Traditionally, FDA has predominantly required data collected during a clinical trial to support safety and efficacy without any outside information. In contrast, the Bayesian approach permits the borrowing or combining of relevant clinical data to determine the probability that a treatment is safe and/or efficacious. For example, in limited instances, FDA has permitted innovators to formally incorporate data from a previous Phase 2 placebo-controlled study into a Phase 3 study, and it has also allowed incorporation of borrowed data from adult clinical trials to support efficacy in the pediatric context.

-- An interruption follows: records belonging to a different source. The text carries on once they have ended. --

/// Поля анкеты в порядке заполнения
#[derive(Debug, Clone, Copy, PartialEq, Eq, Hash)]
pub enum Field {
    FullName,
    Age,
    Phone,
    Email,
    Education,
    WorkExperience,
    Skills,
    Interests,
    Goals,
    AdditionalInfo,
}

pub const FIELD_COUNT: usize = 10;

/// Проверенное значение поля
#[derive(Debug, Clone, PartialEq, Eq)]
pub enum FieldValue {
    Text(String),
    Number(u32),
}

impl Field {
    pub const fn first() -> Self {
        Field::FullName
    }

    /// Следующее поле в порядке заполнения; None после последнего
    pub fn next(self) -> Option<Self> {
        match self {
            Field::FullName => Some(Field::Age),
            Field::Age => Some(Field::Phone),
            Field::Phone => Some(Field::Email),
            Field::Email => Some(Field::Education),
            Field::Education => Some(Field::WorkExperience),
            Field::WorkExperience => Some(Field::Skills),
            Field::Skills => Some(Field::Interests),
            Field::Interests => Some(Field::Goals),
            Field::Goals => Some(Field::AdditionalInfo),
            Field::AdditionalInfo => None,
        }
    }

    pub fn prompt(self) -> &'static str {
        match self {
            Field::FullName => "Введите ваше полное имя (Фамилия Имя Отчество):",
            Field::Age => "Введите ваш возраст:",
            Field::Phone => "Введите ваш номер телефона:",
            Field::Email => "Введите ваш email:",
            Field::Education => "Введите ваше образование:",
            Field::WorkExperience => "Опишите ваш опыт работы:",
            Field::Skills => "Опишите ваши навыки:",
            Field::Interests => "Опишите ваши интересы:",
            Field::Goals => "Опишите ваши цели:",
            Field::AdditionalInfo => "Дополнительная информация (необязательно):",
        }
    }

    /// Валидация ввода. Err содержит текст для повторного запроса.
    pub fn validate(self, text: &str) -> Result<FieldValue, &'static str> {
        let trimmed = text.trim();
        match self {
            Field::FullName => {
                if trimmed.chars().count() < 2 {
                    return Err("❌ Имя слишком короткое. Введите полное имя:");
                }
                Ok(FieldValue::Text(trimmed.to_string()))
            }
            Field::Age => {
                let age: i64 = trimmed
                    .parse()
                    .map_err(|_| "❌ Введите корректный возраст (число):")?;
                if !(1..=120).contains(&age) {
                    return Err("❌ Возраст должен быть от 1 до 120 лет. Введите корректный возраст:");
                }
                Ok(FieldValue::Number(age as u32))
            }
            Field::Phone => {
                if trimmed.chars().count() < 10 {
                    return Err("❌ Номер телефона слишком короткий. Введите корректный номер:");
                }
                Ok(FieldValue::Text(trimmed.to_string()))
            }
            Field::Email => {
                if !trimmed.contains('@') || !trimmed.contains('.') {
                    return Err("❌ Введите корректный email адрес:");
                }
                Ok(FieldValue::Text(trimmed.to_string()))
            }
            // Свободный текст принимается как есть
            Field::Education
            | Field::WorkExperience
            | Field::Skills
            | Field::Interests
            | Field::Goals
            | Field::AdditionalInfo => Ok(FieldValue::Text(trimmed.to_string())),
        }
    }
}

#[cfg(test)]
mod tests {
    use super::*;

    #[test]
    fn full_name_requires_two_chars() {
        assert!(Field::FullName.validate("И").is_err());
        assert!(Field::FullName.validate("  И  ").is_err());
        assert_eq!(
            Field::FullName.validate(" Иванов Иван "),
            Ok(FieldValue::Text("Иванов Иван".to_string()))
        );
    }

    #[test]
    fn age_rejects_non_numeric_and_out_of_range() {
        assert!(Field::Age.validate("abc").is_err());
        assert!(Field::Age.validate("0").is_err());
        assert!(Field::Age.validate("200").is_err());
        assert!(Field::Age.validate("-5").is_err());
        assert_eq!(Field::Age.validate("30"), Ok(FieldValue::Number(30)));
        assert_eq!(Field::Age.validate("1"), Ok(FieldValue::Number(1)));
        assert_eq!(Field::Age.validate("120"), Ok(FieldValue::Number(120)));
    }

    #[test]
    fn phone_requires_ten_chars() {
        assert!(Field::Phone.validate("12345").is_err());
        assert_eq!(
            Field::Phone.validate("+1 5551234567"),
            Ok(FieldValue::Text("+1 5551234567".to_string()))
        );
    }

    #[test]
    fn email_requires_at_and_dot() {
        assert!(Field::Email.validate("user.example.com").is_err());
        assert!(Field::Email.validate("user@example").is_err());
        assert_eq!(
            Field::Email.validate("a@b.co"),
            Ok(FieldValue::Text("a@b.co".to_string()))
        );
    }

    #[test]
    fn free_text_accepted_as_is() {
        assert_eq!(
            Field::Education.validate("  высшее  "),
            Ok(FieldValue::Text("высшее".to_string()))
        );
        assert_eq!(
            Field::AdditionalInfo.validate(""),
            Ok(FieldValue::Text(String::new()))
        );
    }

    #[test]
    fn order_is_fixed_and_covers_all_fields() {
        let mut seen = vec![Field::first()];
        while let Some(next) = seen.last().unwrap().next() {
            seen.push(next);
        }
        assert_eq!(seen.len(), FIELD_COUNT);
        assert_eq!(seen.first(), Some(&Field::FullName));
        assert_eq!(seen.last(), Some(&Field::AdditionalInfo));
    }
}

The draft guidance details recommendations for how Bayesian methods may be incorporated in various aspects of clinical trial design and analysis, including:
- Using Bayesian probability estimates to draw conclusions about safety and efficacy
- Enabling interim decisions like early stopping for efficacy or futility
- Incorporating data from previous studies, real-world evidence (RWE), historical controls, and other scientifically justified sources
The use of these statistical methods have the potential to enhance trial efficiency and shorten development timelines. This means that sponsors may reach reliable conclusions with fewer patients, especially as it relates to trials involving rare diseases, pediatric populations, or small subgroups where recruitment is challenging. Incorporation of Bayesian methodology in FDA-regulated clinical trials may also reduce the need for large concurrent control groups, and because implementation of the Bayesian framework can facilitate early stopping for futility or efficacy, innovators may be able to be more nimble and can direct resources toward more-promising candidates and away from ineffective ones. Permitting statistically efficient and flexible designs supports sponsors’ efforts to pursue adaptive platform trials, use of RWE, and other modern evidence strategies, all of which are becoming central to 21st-century clinical development.
Key actions for life sciences industry clients include the following:
- Review the draft guidance and consider submitting comments before the deadline.

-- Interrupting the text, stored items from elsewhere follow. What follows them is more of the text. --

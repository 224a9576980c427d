pub mod field;
pub mod questionnaire;
pub mod session_state;
pub mod user;

pub use field::{Field, FieldValue, FIELD_COUNT};
pub use questionnaire::{QuestionnaireDraft, QuestionnaireProgress, QuestionnaireStatus};
pub use session_state::SessionState;
pub use user::{PersistedQuestionnaire, UserRecord};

- Evaluate where Bayesian designs could enhance your ongoing and future programs.
- Engage early with FDA in the drug and biologic development process to discuss Bayesian proposals.
As FDA’s interpretation of regulatory science evolves to align with ICH guidelines and other global regulatory frameworks, Bayesian methods may become an increasingly important tool in the evidence gathering toolkit — enabling sponsors to bring safe and effective drugs and biologics to patients faster and with greater efficiency.